With the records in front of you, set every one of them down exactly.
===== Given information
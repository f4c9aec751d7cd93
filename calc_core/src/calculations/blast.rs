//! # Blast-Effect Estimate
//!
//! Estimates, for every material in the catalog, what the package would
//! weigh if it were completely filled with that material and the distances
//! that follow from Hopkinson–Cranz cube-root scaling of its TNT equivalent.
//!
//! ## Method
//!
//! For a package of volume V (m³) and a material of density ρ and relative
//! effectiveness RE:
//!
//! ```text
//! mass        = V * ρ                          (kg)
//! NEQ         = mass * RE                      (kg TNT)
//! R           = cbrt(NEQ)
//! d_frag      = 100 * R                        (m)
//! d_safety    = d_frag * 1.5                   (m)
//! t_concrete  = 0.41 * R * 1.5                 (m)
//! d_damage(Z) = Z * R                          (m, per damage tier)
//! ```
//!
//! Values are kept at full `f64` precision; rounding is left to whoever
//! displays them.
//!
//! ## Example
//!
//! ```rust
//! use calc_core::calculations::blast::calculate;
//!
//! let results = calculate("50", "40", "30").unwrap();
//! assert_eq!(results.len(), 5);
//! assert_eq!(results[0].material_name, "TNT");
//! assert!((results[0].estimated_mass_kg - 97.8).abs() < 1e-9);
//! ```

use serde::{Deserialize, Serialize};

use crate::catalog::BlastCatalog;
use crate::damage::DamageSeverityLevel;
use crate::dimensions::PackageDimensions;
use crate::errors::CalcResult;
use crate::materials::MaterialProfile;
use crate::units::CubicMeters;

/// Scaled-distance coefficient for the reference fragmentation distance
pub const FRAGMENTATION_COEFFICIENT: f64 = 100.0;

/// Safety factor applied to the perimeter and to shielding thickness
pub const SAFETY_FACTOR: f64 = 1.5;

/// Concrete shielding coefficient (m/kg^⅓) before the safety factor
pub const SHIELDING_COEFFICIENT: f64 = 0.41;

/// Distance at which one damage tier is expected.
///
/// ## JSON Example
///
/// ```json
/// { "label": "Light", "distance_m": 32.25 }
/// ```
#[derive(Debug, Clone, PartialEq, Serialize, Deserialize)]
pub struct DamageRadius {
    /// Damage tier label
    pub label: String,

    /// Radius in meters
    pub distance_m: f64,
}

/// Estimate for one material.
///
/// ## JSON Example
///
/// ```json
/// {
///   "material_name": "TNT",
///   "estimated_mass_kg": 97.8,
///   "tnt_equivalent_mass_kg": 97.8,
///   "base_fragmentation_distance_m": 460.73,
///   "safety_perimeter_m": 691.09,
///   "concrete_shielding_thickness_m": 2.83,
///   "damage_radii": [
///     { "label": "Light", "distance_m": 32.25 },
///     { "label": "Moderate", "distance_m": 20.73 },
///     { "label": "Severe", "distance_m": 11.52 },
///     { "label": "Rupture", "distance_m": 5.53 }
///   ]
/// }
/// ```
#[derive(Debug, Clone, PartialEq, Serialize, Deserialize)]
pub struct MaterialResult {
    /// Material this estimate assumes
    pub material_name: String,

    /// Package volume times material density (kg)
    pub estimated_mass_kg: f64,

    /// Net explosive quantity, TNT-equivalent mass (kg)
    pub tnt_equivalent_mass_kg: f64,

    /// Reference fragmentation distance (m)
    pub base_fragmentation_distance_m: f64,

    /// Fragmentation distance with the safety factor applied (m)
    pub safety_perimeter_m: f64,

    /// Recommended concrete shielding thickness (m)
    pub concrete_shielding_thickness_m: f64,

    /// Damage radii in damage-tier catalog order
    pub damage_radii: Vec<DamageRadius>,
}

impl MaterialResult {
    /// Cube root of the NEQ, the common scaling quantity
    pub fn scaled_charge(&self) -> f64 {
        self.tnt_equivalent_mass_kg.cbrt()
    }

    /// Damage radius for a tier label, if the catalog had it
    pub fn damage_radius(&self, label: &str) -> Option<f64> {
        self.damage_radii
            .iter()
            .find(|r| r.label == label)
            .map(|r| r.distance_m)
    }
}

/// Calculation engine bound to one catalog.
///
/// The engine owns only immutable data, so it can be shared freely and
/// called from any thread.
///
/// ## Example
///
/// ```rust
/// use calc_core::calculations::blast::BlastEngine;
/// use calc_core::catalog::BlastCatalog;
/// use calc_core::damage::DamageSeverity;
/// use calc_core::materials::ReferenceExplosive;
///
/// let catalog = BlastCatalog::new(
///     vec![ReferenceExplosive::Anfo.profile()],
///     vec![DamageSeverity::Light.level()],
/// ).unwrap();
/// let engine = BlastEngine::new(catalog);
///
/// let results = engine.calculate("100", "100", "100").unwrap();
/// assert_eq!(results.len(), 1);
/// assert_eq!(results[0].damage_radii.len(), 1);
/// ```
#[derive(Debug, Clone, Default)]
pub struct BlastEngine {
    catalog: BlastCatalog,
}

impl BlastEngine {
    /// Create an engine over an already validated catalog.
    pub fn new(catalog: BlastCatalog) -> Self {
        BlastEngine { catalog }
    }

    /// The catalog this engine evaluates against
    pub fn catalog(&self) -> &BlastCatalog {
        &self.catalog
    }

    /// Parse raw dimension text (cm) and run the estimate.
    ///
    /// # Returns
    ///
    /// * `Ok(Vec<MaterialResult>)` - One result per material, catalog order
    /// * `Err(CalcError::MissingOrInvalidDimension)` - If any dimension is
    ///   empty, not a number, or not positive. Nothing is computed.
    pub fn calculate(
        &self,
        length_cm: &str,
        width_cm: &str,
        height_cm: &str,
    ) -> CalcResult<Vec<MaterialResult>> {
        let dimensions = PackageDimensions::parse(length_cm, width_cm, height_cm)?;
        Ok(self.calculate_dimensions(dimensions))
    }

    /// Run the estimate for dimensions.
    ///
    /// Infallible: a `PackageDimensions` can only be obtained through
    /// validation, so every value reaching this point is finite and positive.
    pub fn calculate_dimensions(&self, dimensions: PackageDimensions) -> Vec<MaterialResult> {
        let volume = dimensions.volume();
        self.catalog
            .materials()
            .iter()
            .map(|material| evaluate_material(volume, material, self.catalog.damage_levels()))
            .collect()
    }
}

/// Run the estimate with the built-in catalog.
///
/// # Arguments
///
/// * `length_cm`, `width_cm`, `height_cm` - Raw dimension text in centimeters
///
/// # Returns
///
/// * `Ok(Vec<MaterialResult>)` - TNT, C4, ANFO, Dynamite, PETN in that order
/// * `Err(CalcError::MissingOrInvalidDimension)` - If any input is invalid
pub fn calculate(
    length_cm: &str,
    width_cm: &str,
    height_cm: &str,
) -> CalcResult<Vec<MaterialResult>> {
    BlastEngine::default().calculate(length_cm, width_cm, height_cm)
}

fn evaluate_material(
    volume: CubicMeters,
    material: &MaterialProfile,
    damage_levels: &[DamageSeverityLevel],
) -> MaterialResult {
    let mass = volume * material.density();
    let neq = mass.0 * material.relative_effectiveness;
    let cube_root = neq.cbrt();

    let base_fragmentation = FRAGMENTATION_COEFFICIENT * cube_root;

    let damage_radii = damage_levels
        .iter()
        .map(|level| DamageRadius {
            label: level.label.clone(),
            distance_m: level.scaled_distance_coefficient * cube_root,
        })
        .collect();

    MaterialResult {
        material_name: material.name.clone(),
        estimated_mass_kg: mass.0,
        tnt_equivalent_mass_kg: neq,
        base_fragmentation_distance_m: base_fragmentation,
        safety_perimeter_m: base_fragmentation * SAFETY_FACTOR,
        concrete_shielding_thickness_m: SHIELDING_COEFFICIENT * cube_root * SAFETY_FACTOR,
        damage_radii,
    }
}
==========
Answer section >>
repository f4c9aec751d7cd93
filename calc_core/src/calculations/blast.rs
//! # Blast-Effect Estimate
//!
//! Estimates, for every material in the catalog, what the package would
//! weigh if it were completely filled with that material and the distances
//! that follow from Hopkinson–Cranz cube-root scaling of its TNT equivalent.
//!
//! ## Method
//!
//! For a package of volume V (m³) and a material of density ρ and relative
//! effectiveness RE:
//!
//! ```text
//! mass        = V * ρ                          (kg)
//! NEQ         = mass * RE                      (kg TNT)
//! R           = cbrt(NEQ)
//! d_frag      = 100 * R                        (m)
//! d_safety    = d_frag * 1.5                   (m)
//! t_concrete  = 0.41 * R * 1.5                 (m)
//! d_damage(Z) = Z * R                          (m, per damage tier)
//! ```
//!
//! Values are kept at full `f64` precision; rounding is left to whoever
//! displays them.
//!
//! ## Example
//!
//! ```rust
//! use calc_core::calculations::blast::calculate;
//!
//! let results = calculate("50", "40", "30").unwrap();
//! assert_eq!(results.len(), 5);
//! assert_eq!(results[0].material_name, "TNT");
//! assert!((results[0].estimated_mass_kg - 97.8).abs() < 1e-9);
//! ```

use serde::{Deserialize, Serialize};

use crate::catalog::BlastCatalog;
use crate::damage::DamageSeverityLevel;
use crate::dimensions::PackageDimensions;
use crate::errors::CalcResult;
use crate::materials::MaterialProfile;
use crate::units::CubicMeters;

/// Scaled-distance coefficient for the reference fragmentation distance
pub const FRAGMENTATION_COEFFICIENT: f64 = 100.0;

/// Safety factor applied to the perimeter and to shielding thickness
pub const SAFETY_FACTOR: f64 = 1.5;

/// Concrete shielding coefficient (m/kg^⅓) before the safety factor
pub const SHIELDING_COEFFICIENT: f64 = 0.41;

/// Distance at which one damage tier is expected.
///
/// ## JSON Example
///
/// ```json
/// { "label": "Light", "distance_m": 32.25 }
/// ```
#[derive(Debug, Clone, PartialEq, Serialize, Deserialize)]
pub struct DamageRadius {
    /// Damage tier label
    pub label: String,

    /// Radius in meters
    pub distance_m: f64,
}

/// Estimate for one material.
///
/// ## JSON Example
///
/// ```json
/// {
///   "material_name": "TNT",
///   "estimated_mass_kg": 97.8,
///   "tnt_equivalent_mass_kg": 97.8,
///   "base_fragmentation_distance_m": 460.73,
///   "safety_perimeter_m": 691.09,
///   "concrete_shielding_thickness_m": 2.83,
///   "damage_radii": [
///     { "label": "Light", "distance_m": 32.25 },
///     { "label": "Moderate", "distance_m": 20.73 },
///     { "label": "Severe", "distance_m": 11.52 },
///     { "label": "Rupture", "distance_m": 5.53 }
///   ]
/// }
/// ```
#[derive(Debug, Clone, PartialEq, Serialize, Deserialize)]
pub struct MaterialResult {
    /// Material this estimate assumes
    pub material_name: String,

    /// Package volume times material density (kg)
    pub estimated_mass_kg: f64,

    /// Net explosive quantity, TNT-equivalent mass (kg)
    pub tnt_equivalent_mass_kg: f64,

    /// Reference fragmentation distance (m)
    pub base_fragmentation_distance_m: f64,

    /// Fragmentation distance with the safety factor applied (m)
    pub safety_perimeter_m: f64,

    /// Recommended concrete shielding thickness (m)
    pub concrete_shielding_thickness_m: f64,

    /// Damage radii in damage-tier catalog order
    pub damage_radii: Vec<DamageRadius>,
}

impl MaterialResult {
    /// Cube root of the NEQ, the common scaling quantity
    pub fn scaled_charge(&self) -> f64 {
        self.tnt_equivalent_mass_kg.cbrt()
    }

    /// Damage radius for a tier label, if the catalog had it
    pub fn damage_radius(&self, label: &str) -> Option<f64> {
        self.damage_radii
            .iter()
            .find(|r| r.label == label)
            .map(|r| r.distance_m)
    }
}

/// Calculation engine bound to one catalog.
///
/// The engine owns only immutable data, so it can be shared freely and
/// called from any thread.
///
/// ## Example
///
/// ```rust
/// use calc_core::calculations::blast::BlastEngine;
/// use calc_core::catalog::BlastCatalog;
/// use calc_core::damage::DamageSeverity;
/// use calc_core::materials::ReferenceExplosive;
///
/// let catalog = BlastCatalog::new(
///     vec![ReferenceExplosive::Anfo.profile()],
///     vec![DamageSeverity::Light.level()],
/// ).unwrap();
/// let engine = BlastEngine::new(catalog);
///
/// let results = engine.calculate("100", "100", "100").unwrap();
/// assert_eq!(results.len(), 1);
/// assert_eq!(results[0].damage_radii.len(), 1);
/// ```
#[derive(Debug, Clone, Default)]
pub struct BlastEngine {
    catalog: BlastCatalog,
}

impl BlastEngine {
    /// Create an engine over an already validated catalog.
    pub fn new(catalog: BlastCatalog) -> Self {
        BlastEngine { catalog }
    }

    /// The catalog this engine evaluates against
    pub fn catalog(&self) -> &BlastCatalog {
        &self.catalog
    }

    /// Parse raw dimension text (cm) and run the estimate.
    ///
    /// # Returns
    ///
    /// * `Ok(Vec<MaterialResult>)` - One result per material, catalog order
    /// * `Err(CalcError::MissingOrInvalidDimension)` - If any dimension is
    ///   empty, not a number, or not positive. Nothing is computed.
    pub fn calculate(
        &self,
        length_cm: &str,
        width_cm: &str,
        height_cm: &str,
    ) -> CalcResult<Vec<MaterialResult>> {
        let dimensions = PackageDimensions::parse(length_cm, width_cm, height_cm)?;
        Ok(self.calculate_dimensions(dimensions))
    }

    /// Run the estimate for dimensions.
    ///
    /// Infallible: a `PackageDimensions` can only be obtained through
    /// validation, so every value reaching this point is finite and positive.
    pub fn calculate_dimensions(&self, dimensions: PackageDimensions) -> Vec<MaterialResult> {
        let volume = dimensions.volume();
        self.catalog
            .materials()
            .iter()
            .map(|material| evaluate_material(volume, material, self.catalog.damage_levels()))
            .collect()
    }
}

/// Run the estimate with the built-in catalog.
///
/// # Arguments
///
/// * `length_cm`, `width_cm`, `height_cm` - Raw dimension text in centimeters
///
/// # Returns
///
/// * `Ok(Vec<MaterialResult>)` - TNT, C4, ANFO, Dynamite, PETN in that order
/// * `Err(CalcError::MissingOrInvalidDimension)` - If any input is invalid
pub fn calculate(
    length_cm: &str,
    width_cm: &str,
    height_cm: &str,
) -> CalcResult<Vec<MaterialResult>> {
    BlastEngine::default().calculate(length_cm, width_cm, height_cm)
}

fn evaluate_material(
    volume: CubicMeters,
    material: &MaterialProfile,
    damage_levels: &[DamageSeverityLevel],
) -> MaterialResult {
    let mass = volume * material.density();
    let neq = mass.0 * material.relative_effectiveness;
    let cube_root = neq.cbrt();

    let base_fragmentation = FRAGMENTATION_COEFFICIENT * cube_root;

    let damage_radii = damage_levels
        .iter()
        .map(|level| DamageRadius {
            label: level.label.clone(),
            distance_m: level.scaled_distance_coefficient * cube_root,
        })
        .collect();

    MaterialResult {
        material_name: material.name.clone(),
        estimated_mass_kg: mass.0,
        tnt_equivalent_mass_kg: neq,
        base_fragmentation_distance_m: base_fragmentation,
        safety_perimeter_m: base_fragmentation * SAFETY_FACTOR,
        concrete_shielding_thickness_m: SHIELDING_COEFFICIENT * cube_root * SAFETY_FACTOR,
        damage_radii,
    }
}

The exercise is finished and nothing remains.